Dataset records
————
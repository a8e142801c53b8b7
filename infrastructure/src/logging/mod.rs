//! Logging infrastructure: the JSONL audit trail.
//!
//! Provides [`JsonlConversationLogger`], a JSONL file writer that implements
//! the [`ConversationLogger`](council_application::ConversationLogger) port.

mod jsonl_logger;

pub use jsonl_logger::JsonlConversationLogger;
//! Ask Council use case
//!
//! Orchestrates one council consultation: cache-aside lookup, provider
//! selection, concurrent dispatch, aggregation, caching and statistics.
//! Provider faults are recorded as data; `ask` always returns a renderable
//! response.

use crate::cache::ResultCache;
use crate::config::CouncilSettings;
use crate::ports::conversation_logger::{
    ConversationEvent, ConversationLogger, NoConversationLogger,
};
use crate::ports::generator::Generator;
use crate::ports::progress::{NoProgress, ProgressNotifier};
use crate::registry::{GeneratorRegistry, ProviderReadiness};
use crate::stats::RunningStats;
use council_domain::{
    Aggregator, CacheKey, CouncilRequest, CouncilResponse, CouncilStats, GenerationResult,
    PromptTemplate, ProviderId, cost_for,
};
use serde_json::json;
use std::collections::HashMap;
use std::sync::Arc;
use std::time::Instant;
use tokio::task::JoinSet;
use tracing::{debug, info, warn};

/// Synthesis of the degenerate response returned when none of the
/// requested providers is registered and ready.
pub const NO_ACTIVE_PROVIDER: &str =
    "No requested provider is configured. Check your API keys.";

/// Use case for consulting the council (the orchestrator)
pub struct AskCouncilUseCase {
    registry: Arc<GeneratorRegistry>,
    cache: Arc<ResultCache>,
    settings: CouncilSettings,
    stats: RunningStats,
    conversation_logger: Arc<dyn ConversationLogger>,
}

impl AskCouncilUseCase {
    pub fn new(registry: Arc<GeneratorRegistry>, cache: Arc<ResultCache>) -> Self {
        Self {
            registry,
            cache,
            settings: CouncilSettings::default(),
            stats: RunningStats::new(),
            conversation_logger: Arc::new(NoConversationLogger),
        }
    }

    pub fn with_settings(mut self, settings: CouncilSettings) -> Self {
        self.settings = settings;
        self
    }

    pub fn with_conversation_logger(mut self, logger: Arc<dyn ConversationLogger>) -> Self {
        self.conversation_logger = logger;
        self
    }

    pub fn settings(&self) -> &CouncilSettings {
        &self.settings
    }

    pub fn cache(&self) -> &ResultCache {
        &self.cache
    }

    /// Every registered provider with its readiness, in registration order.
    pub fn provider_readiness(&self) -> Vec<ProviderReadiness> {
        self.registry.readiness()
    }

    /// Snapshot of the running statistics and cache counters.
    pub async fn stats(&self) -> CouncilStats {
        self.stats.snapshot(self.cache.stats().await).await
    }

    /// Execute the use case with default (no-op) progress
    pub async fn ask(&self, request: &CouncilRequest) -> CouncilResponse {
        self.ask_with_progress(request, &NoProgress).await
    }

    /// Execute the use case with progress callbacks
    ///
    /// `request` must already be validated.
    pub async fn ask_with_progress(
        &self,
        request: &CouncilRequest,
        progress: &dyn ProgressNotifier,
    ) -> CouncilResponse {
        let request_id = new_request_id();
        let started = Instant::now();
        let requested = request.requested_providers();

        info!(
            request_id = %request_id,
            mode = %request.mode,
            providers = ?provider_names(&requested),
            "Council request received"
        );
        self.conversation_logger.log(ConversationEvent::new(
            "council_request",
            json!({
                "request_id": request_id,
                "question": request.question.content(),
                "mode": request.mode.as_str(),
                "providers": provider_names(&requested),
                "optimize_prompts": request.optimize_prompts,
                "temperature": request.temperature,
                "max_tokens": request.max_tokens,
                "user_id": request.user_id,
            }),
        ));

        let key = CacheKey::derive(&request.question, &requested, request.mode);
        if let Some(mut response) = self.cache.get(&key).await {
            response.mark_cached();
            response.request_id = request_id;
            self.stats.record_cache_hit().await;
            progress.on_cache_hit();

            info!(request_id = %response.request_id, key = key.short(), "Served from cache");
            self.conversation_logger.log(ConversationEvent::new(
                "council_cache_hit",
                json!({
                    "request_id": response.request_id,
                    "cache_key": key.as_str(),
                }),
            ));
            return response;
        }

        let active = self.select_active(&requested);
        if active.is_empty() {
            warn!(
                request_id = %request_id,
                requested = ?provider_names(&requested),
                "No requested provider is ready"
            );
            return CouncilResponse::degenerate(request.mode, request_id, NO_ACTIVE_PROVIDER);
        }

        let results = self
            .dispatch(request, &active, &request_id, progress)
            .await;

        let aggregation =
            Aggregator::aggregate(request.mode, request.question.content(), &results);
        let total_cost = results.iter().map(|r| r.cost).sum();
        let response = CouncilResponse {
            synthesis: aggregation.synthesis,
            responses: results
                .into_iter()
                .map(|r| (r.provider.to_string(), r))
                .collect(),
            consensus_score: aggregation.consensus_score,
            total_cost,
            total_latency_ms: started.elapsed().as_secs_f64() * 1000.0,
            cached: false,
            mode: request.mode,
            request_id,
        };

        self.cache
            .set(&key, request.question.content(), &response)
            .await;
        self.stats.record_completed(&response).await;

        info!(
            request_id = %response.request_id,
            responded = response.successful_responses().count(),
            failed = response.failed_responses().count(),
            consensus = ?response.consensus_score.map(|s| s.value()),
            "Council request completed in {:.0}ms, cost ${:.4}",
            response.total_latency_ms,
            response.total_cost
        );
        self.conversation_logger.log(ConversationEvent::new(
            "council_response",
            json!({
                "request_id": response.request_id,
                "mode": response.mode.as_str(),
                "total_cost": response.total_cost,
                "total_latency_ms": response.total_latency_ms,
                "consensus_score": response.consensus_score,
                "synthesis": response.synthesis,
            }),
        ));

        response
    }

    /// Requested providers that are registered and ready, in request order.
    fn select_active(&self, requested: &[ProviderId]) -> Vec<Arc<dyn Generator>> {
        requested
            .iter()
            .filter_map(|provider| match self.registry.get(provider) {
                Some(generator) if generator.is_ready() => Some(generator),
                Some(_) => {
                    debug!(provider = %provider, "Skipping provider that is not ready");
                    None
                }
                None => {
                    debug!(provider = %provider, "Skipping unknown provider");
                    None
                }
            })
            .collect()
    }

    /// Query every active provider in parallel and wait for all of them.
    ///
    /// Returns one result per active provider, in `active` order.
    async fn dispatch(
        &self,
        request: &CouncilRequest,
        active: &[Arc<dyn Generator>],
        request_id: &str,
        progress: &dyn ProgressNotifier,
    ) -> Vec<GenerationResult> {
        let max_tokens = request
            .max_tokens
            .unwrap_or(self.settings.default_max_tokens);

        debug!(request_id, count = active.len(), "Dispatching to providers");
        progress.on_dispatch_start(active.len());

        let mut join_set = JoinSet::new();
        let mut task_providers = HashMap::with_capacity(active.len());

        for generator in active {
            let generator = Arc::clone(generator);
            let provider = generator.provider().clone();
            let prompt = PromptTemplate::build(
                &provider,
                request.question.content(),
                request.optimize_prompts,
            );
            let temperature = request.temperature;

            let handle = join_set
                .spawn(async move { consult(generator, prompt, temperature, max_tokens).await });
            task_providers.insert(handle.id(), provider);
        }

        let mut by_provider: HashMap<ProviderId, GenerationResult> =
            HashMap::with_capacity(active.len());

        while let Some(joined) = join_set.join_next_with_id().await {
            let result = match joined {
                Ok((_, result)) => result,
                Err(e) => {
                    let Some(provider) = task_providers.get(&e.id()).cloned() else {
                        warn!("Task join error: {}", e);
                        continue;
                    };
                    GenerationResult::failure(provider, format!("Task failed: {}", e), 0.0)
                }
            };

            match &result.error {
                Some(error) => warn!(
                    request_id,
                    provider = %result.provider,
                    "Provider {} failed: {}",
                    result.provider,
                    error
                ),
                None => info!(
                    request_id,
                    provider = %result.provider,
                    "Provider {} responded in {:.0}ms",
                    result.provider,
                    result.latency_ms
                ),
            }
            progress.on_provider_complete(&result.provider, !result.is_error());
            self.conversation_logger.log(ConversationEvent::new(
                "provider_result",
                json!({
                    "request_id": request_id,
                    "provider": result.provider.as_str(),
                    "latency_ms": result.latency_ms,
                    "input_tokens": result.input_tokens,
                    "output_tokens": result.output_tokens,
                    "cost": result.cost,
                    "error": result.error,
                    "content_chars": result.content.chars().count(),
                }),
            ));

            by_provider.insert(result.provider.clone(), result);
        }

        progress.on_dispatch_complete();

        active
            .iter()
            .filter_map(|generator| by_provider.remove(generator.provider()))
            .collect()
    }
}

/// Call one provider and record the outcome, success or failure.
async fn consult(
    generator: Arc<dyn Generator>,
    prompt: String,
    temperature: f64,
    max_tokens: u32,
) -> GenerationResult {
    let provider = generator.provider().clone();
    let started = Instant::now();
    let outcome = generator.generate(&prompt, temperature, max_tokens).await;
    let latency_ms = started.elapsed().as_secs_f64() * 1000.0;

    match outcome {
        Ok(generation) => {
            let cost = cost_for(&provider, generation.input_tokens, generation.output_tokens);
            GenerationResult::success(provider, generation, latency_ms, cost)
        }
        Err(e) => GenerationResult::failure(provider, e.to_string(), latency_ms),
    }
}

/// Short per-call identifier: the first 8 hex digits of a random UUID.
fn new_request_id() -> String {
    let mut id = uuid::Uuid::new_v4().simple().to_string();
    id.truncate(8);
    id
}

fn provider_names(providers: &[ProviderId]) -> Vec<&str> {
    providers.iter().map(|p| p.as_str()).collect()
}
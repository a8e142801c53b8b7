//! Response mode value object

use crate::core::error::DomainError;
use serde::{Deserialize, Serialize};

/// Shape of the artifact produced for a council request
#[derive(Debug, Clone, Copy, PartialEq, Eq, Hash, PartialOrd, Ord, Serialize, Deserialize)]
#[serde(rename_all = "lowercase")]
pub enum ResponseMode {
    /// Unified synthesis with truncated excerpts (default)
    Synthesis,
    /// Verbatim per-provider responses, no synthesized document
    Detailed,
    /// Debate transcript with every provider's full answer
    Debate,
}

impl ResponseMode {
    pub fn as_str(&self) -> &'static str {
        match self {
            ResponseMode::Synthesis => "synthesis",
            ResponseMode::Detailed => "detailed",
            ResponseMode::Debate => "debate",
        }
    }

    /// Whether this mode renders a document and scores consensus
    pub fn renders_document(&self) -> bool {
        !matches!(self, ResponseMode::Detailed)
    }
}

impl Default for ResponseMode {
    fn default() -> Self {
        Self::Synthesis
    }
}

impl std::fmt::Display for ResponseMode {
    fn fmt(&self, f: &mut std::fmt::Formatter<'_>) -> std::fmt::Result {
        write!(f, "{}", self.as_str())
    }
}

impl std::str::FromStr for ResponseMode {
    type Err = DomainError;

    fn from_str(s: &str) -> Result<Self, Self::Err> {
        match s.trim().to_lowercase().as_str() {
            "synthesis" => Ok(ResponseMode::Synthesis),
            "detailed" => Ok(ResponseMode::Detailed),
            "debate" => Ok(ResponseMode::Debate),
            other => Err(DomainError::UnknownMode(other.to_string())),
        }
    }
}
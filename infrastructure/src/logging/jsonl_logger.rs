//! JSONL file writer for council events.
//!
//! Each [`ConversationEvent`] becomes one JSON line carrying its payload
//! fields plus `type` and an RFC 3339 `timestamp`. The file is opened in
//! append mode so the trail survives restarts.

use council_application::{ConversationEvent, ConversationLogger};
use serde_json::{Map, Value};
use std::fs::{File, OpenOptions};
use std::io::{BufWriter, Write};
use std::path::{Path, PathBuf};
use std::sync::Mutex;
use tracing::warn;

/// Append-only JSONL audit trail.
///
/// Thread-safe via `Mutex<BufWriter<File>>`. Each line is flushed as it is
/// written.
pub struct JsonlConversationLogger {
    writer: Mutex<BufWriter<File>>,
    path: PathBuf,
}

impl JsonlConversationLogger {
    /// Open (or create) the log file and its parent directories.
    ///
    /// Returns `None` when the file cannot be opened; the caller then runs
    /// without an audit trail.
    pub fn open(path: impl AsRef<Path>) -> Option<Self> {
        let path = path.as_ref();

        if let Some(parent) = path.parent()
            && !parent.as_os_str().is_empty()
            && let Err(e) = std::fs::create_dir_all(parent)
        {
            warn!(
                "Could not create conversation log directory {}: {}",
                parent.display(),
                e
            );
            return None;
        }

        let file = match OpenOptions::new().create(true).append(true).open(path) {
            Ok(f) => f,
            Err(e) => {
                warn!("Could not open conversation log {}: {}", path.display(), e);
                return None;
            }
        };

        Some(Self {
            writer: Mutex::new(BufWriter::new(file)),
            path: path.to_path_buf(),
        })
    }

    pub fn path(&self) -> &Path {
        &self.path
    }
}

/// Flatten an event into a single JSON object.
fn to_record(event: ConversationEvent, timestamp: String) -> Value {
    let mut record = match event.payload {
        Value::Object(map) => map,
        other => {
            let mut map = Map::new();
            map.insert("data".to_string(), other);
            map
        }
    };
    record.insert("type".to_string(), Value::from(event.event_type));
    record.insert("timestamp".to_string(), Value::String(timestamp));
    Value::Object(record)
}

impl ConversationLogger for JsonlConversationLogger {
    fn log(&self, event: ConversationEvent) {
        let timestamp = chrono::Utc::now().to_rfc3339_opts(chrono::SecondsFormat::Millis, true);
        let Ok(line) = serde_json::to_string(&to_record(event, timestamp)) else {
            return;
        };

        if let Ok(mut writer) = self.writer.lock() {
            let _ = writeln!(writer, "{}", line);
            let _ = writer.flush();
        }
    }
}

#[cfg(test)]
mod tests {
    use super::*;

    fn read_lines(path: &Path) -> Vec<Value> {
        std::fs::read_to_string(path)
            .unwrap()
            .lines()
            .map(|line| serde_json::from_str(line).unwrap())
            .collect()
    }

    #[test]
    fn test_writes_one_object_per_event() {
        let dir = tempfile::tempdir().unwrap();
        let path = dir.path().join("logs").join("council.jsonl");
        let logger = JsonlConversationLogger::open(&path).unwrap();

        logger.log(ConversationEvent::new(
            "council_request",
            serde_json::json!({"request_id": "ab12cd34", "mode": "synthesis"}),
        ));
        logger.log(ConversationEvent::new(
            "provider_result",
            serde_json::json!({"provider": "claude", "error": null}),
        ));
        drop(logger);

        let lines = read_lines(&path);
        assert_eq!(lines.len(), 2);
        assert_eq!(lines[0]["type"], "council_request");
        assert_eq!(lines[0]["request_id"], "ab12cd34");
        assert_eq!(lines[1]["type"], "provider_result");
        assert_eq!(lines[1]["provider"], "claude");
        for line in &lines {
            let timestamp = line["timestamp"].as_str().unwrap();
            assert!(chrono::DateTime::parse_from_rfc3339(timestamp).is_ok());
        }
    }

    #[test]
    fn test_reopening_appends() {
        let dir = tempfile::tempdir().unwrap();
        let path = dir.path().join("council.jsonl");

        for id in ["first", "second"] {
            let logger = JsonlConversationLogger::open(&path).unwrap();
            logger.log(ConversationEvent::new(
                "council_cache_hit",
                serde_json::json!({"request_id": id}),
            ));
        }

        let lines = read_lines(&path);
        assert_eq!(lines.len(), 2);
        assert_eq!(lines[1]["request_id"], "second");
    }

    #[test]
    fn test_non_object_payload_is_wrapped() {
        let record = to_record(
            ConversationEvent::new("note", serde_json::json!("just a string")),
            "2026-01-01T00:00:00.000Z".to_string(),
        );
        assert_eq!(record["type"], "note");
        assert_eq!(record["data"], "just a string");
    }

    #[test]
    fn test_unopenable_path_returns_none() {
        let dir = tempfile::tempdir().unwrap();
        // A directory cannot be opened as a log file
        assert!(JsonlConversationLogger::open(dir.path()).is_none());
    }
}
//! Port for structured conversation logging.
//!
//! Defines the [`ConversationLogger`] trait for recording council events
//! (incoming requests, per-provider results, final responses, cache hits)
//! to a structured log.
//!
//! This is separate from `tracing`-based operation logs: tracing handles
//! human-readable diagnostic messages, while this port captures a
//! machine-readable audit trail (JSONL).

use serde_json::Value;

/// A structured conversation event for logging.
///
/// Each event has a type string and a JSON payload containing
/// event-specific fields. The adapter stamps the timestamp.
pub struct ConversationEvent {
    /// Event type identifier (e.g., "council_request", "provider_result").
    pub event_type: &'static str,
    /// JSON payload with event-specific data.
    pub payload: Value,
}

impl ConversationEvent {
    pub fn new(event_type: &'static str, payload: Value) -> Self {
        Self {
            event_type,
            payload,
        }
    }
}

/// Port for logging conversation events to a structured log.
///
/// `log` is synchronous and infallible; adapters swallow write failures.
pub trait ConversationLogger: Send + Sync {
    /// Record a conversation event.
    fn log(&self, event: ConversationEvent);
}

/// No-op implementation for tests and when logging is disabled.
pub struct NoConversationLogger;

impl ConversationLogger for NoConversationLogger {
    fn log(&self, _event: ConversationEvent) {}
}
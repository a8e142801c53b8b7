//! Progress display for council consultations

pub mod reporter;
————
## WHAT TO DO
Scan the entries above for the string "ResultCache" and copy each line that contains it.

## SOLUTION TO THE EXERCISE
use crate::cache::ResultCache;
    cache: Arc<ResultCache>,
    pub fn new(registry: Arc<GeneratorRegistry>, cache: Arc<ResultCache>) -> Self {
    pub fn cache(&self) -> &ResultCache {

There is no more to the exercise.